Thursday, April 15, 2010

Crawl, don't run

Transplanting herself from her native tumbleweed town of Akron, Ohio to the burgeoning blast that was the up and coming London Punk scene in the late 70's, Chrissie Hynde was, as the saying goes, in the right place, at the right time. Tiring of her journalistic chores behind a typewriter, and behind the scene, she did the next best thing and formed her own band named after an old American doo-wop group, and became part of the explosive Punk scene.

The Pretenders struck a nerve in the melee of a mostly alpha male-dominated scene, hooking up with the talented Brit guitarmeister James Honeyman-Scott, bassist Pete Farndon, who both lamentably have left us for the great gig in the sky, and drummer Martin Chambers, to produce some of the most off-kilter, yet thoroughly engaging sometimes Poppish, with a nervous Punk edge-like sound, that divulged a talent beyond the usual three-chord approach of their snarly, piss-drunk peers.

Having gotten past the passing of Jimmy and Pete, Hynde trooped on with pick-up sessioners Billy Bremner, Rockpile guitarist and of Brinsley Schwarz fame, and Big Country bassist Tony Butler, filling in temporarily; until Chrissie finally settled on guitarist Robbie McIntosh and bassist Malcolm Foster, rounding out the Pretenders line-up for 1983's Learning To Crawl.

Doing away with the weird and wirey time signatures that gave those early Pretenders cuts from their first("The Phone Call" and "Tattooed Love Boys") and second ("The Adultress") albums that frenetic, oft times, paranoid appeal, Hynde concentrated on a more conventional and personal, method of songwriting for Crawl.
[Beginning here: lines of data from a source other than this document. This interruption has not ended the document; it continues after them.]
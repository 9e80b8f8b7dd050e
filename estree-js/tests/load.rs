use estree_js::ast::expr::Expr;
use estree_js::ast::pat::Pat;
use estree_js::ast::stmt::FuncBody;
use estree_js::ast::stmt::Stmt;
use estree_js::error::LoadError;
use estree_js::loc::Loc;
use estree_js::parse_program_json;

// `function f(a, b = 1) { return a; }\nf([, "x"]);` as acorn prints it.
const ACORN: &str = r#"{
  "type": "Program",
  "start": 0,
  "end": 47,
  "sourceType": "script",
  "body": [
    {
      "type": "FunctionDeclaration",
      "start": 0,
      "end": 35,
      "id": { "type": "Identifier", "start": 9, "end": 10, "name": "f" },
      "expression": false,
      "generator": false,
      "async": false,
      "params": [
        { "type": "Identifier", "start": 11, "end": 12, "name": "a" },
        {
          "type": "AssignmentPattern",
          "start": 14,
          "end": 19,
          "left": { "type": "Identifier", "start": 14, "end": 15, "name": "b" },
          "right": { "type": "Literal", "start": 18, "end": 19, "value": 1, "raw": "1" }
        }
      ],
      "body": {
        "type": "BlockStatement",
        "start": 21,
        "end": 35,
        "body": [
          {
            "type": "ReturnStatement",
            "start": 23,
            "end": 32,
            "argument": { "type": "Identifier", "start": 30, "end": 31, "name": "a" }
          }
        ]
      }
    },
    {
      "type": "ExpressionStatement",
      "start": 36,
      "end": 47,
      "expression": {
        "type": "CallExpression",
        "start": 36,
        "end": 46,
        "callee": { "type": "Identifier", "start": 36, "end": 37, "name": "f" },
        "arguments": [
          {
            "type": "ArrayExpression",
            "start": 38,
            "end": 45,
            "elements": [
              null,
              { "type": "Literal", "start": 41, "end": 44, "value": "x", "raw": "\"x\"" }
            ]
          }
        ],
        "optional": false
      }
    }
  ]
}"#;

#[test]
fn loads_acorn_output() {
  let program = parse_program_json(ACORN).unwrap();
  assert_eq!(program.loc, Loc(0, 47));
  assert_eq!(program.stx.body.len(), 2);

  let Stmt::FunctionDecl(f) = &program.stx.body[0] else {
    panic!("expected a function declaration");
  };
  assert_eq!(f.stx.id.as_ref().unwrap().stx.name, "f");
  assert!(matches!(f.stx.params[1], Pat::Assignment(_)));
  let FuncBody::Block(body) = &f.stx.body else {
    panic!("expected a block body");
  };
  assert_eq!(body.stx.body[0].loc(), Loc(23, 32));

  let Stmt::Expression(call) = &program.stx.body[1] else {
    panic!("expected an expression statement");
  };
  let Expr::Call(call) = &call.stx.expression else {
    panic!("expected a call");
  };
  let Expr::Array(arr) = &call.stx.arguments[0] else {
    panic!("expected an array argument");
  };
  assert!(arr.stx.elements[0].is_none());
  assert_eq!(arr.stx.elements[1].as_ref().unwrap().loc(), Loc(41, 44));
}

#[test]
fn unknown_node_kinds_survive_loading() {
  let program = parse_program_json(
    r#"{
      "type": "Program",
      "body": [
        {
          "type": "ClassDeclaration",
          "id": null,
          "superClass": null,
          "body": { "type": "ClassBody", "body": [] }
        },
        { "type": "ExpressionStatement", "expression": { "type": "ThisExpression" } }
      ]
    }"#,
  )
  .unwrap();
  assert_eq!(program.stx.body[0].kind(), "ClassDeclaration");
  let Stmt::Expression(stmt) = &program.stx.body[1] else {
    panic!("expected an expression statement");
  };
  assert_eq!(stmt.stx.expression.kind(), "ThisExpression");
}

#[test]
fn known_kinds_with_bad_fields_fail_to_load() {
  let err = parse_program_json(
    r#"{ "type": "Program", "body": [{ "type": "ReturnStatement", "argument": 5 }] }"#,
  )
  .unwrap_err();
  assert!(matches!(err, LoadError::Json { .. }));
  assert_eq!(err.code(), "INPUT0001");
}
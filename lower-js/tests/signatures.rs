#[path = "common/mod.rs"]
mod common;

use common::*;
use llir::FnType;
use llir::InstKind;
use llir::Type;
use llir::Value;
use lower_js::lower_program;
use lower_js::FnSig;
use lower_js::LowerOptions;
use lower_js::SigType;
use lower_js::SignatureRegistry;

fn options() -> LowerOptions {
  LowerOptions::default().with_signatures(
    SignatureRegistry::new()
      .with("puts", FnSig::new(SigType::I32, [SigType::Ptr], false))
      .with("sleep", FnSig::new(SigType::Void, [SigType::I64], false))
      .with("now", FnSig::new(SigType::I64, [], false)),
  )
}

#[test]
fn registered_signatures_are_used() {
  let out = lower_program(
    &program(vec![call_stmt("puts", vec![str_lit("hi")])]),
    &options(),
  )
  .unwrap();
  let m = &out.module;
  let puts = m.function(func_id(m, "puts"));
  assert_eq!(puts.ty, FnType::new(Type::I32, [Type::Ptr], false));
  assert!(m.to_string().contains("%t0 = call i32 @puts(ptr @.str)"));
}

#[test]
fn integer_results_and_parameters_are_converted() {
  let out = lower_program(
    &program(vec![
      var("t", Some(call("now", vec![]))),
      call_stmt("sleep", vec![ident("t")]),
    ]),
    &options(),
  )
  .unwrap();
  let m = &out.module;
  let kinds = entry_kinds(m);
  assert!(matches!(kinds[0], InstKind::Call { .. }));
  assert!(matches!(kinds[1], InstKind::IntToPtr { .. }));
  assert!(matches!(kinds[2], InstKind::Store { .. }));
  assert!(matches!(kinds[3], InstKind::Load { .. }));
  assert!(matches!(kinds[4], InstKind::PtrToInt { ty, .. } if ty == Type::I64));
  assert!(matches!(kinds[5], InstKind::Call { .. }));
  llir::verify(m).unwrap();
}

#[test]
fn missing_integer_arguments_are_zero() {
  let out = lower_program(&program(vec![call_stmt("sleep", vec![])]), &options()).unwrap();
  let m = &out.module;
  assert!(matches!(
    &entry_kinds(m)[0],
    InstKind::Call { args, .. } if args == &vec![Value::i64(0)]
  ));
}

#[test]
fn unregistered_names_use_the_default() {
  let out = lower_ok(vec![call_stmt("log", vec![str_lit("a"), str_lit("b")])]);
  let text = out.module.to_string();
  assert!(text.contains("call void (ptr, ...) @log(ptr @.str, ptr @.str.1)"), "{text}");
  assert!(text.contains("declare void @log(ptr, ...)"), "{text}");
}

#[test]
fn program_functions_shadow_registered_ones() {
  let out = lower_program(
    &program(vec![
      func("puts", &["s"], vec![]),
      call_stmt("puts", vec![str_lit("x")]),
    ]),
    &options(),
  )
  .unwrap();
  let m = &out.module;
  let puts = m.function(func_id(m, "puts"));
  assert_eq!(puts.ty, FnType::new(Type::Ptr, [Type::Ptr], false));
}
Showing off a different angle to her talent, Chrissie, together with Bremner and Butler, churned out two scintillating cuts that showcased this new approach, featured succinctly on "Back On The Chain Gang," with Bremner's resounding guitarwork ringing and chiming, with Butler's solidly elastic basswork grounding "My City Was Gone" right in the gut.

McIntosh and Foster contribute equally as magnificent as their predecessors, rocking out on "Middle Of The Road," Chrissie's ode to pre-midlife crisis ("I'm not the cat I used to be, I got a kid, I'm thirty-three, baybehhhh..") as well as rave-ups like "Thumbellina" and the straight low-brow rocker "Time The Avenger." Her choice of cover, The Persuaders' "Thin Line (Between Love And Hate)," featuring Squeeze's Paul Carrack on piano, showed a newfound maturity borne out of motherhood, and her stormy relationship with head Kink Ray Davies.

But the most engaging cut on Crawl has got to be "Show Me," a heartfelt ode to her newborn, that's both cautionary tale and hopefully inspiring prayer.

Welcome to the human race
With its wars, disease and brutality
You with your innocence and grace
Restore some pride and dignity
To a world in decline

There's been tons of creative output from Hynde that followed, yet Learning To Crawl was a sort of starting point; a touchstone for a unique talent yet flourishing in brash, fruitful abandon.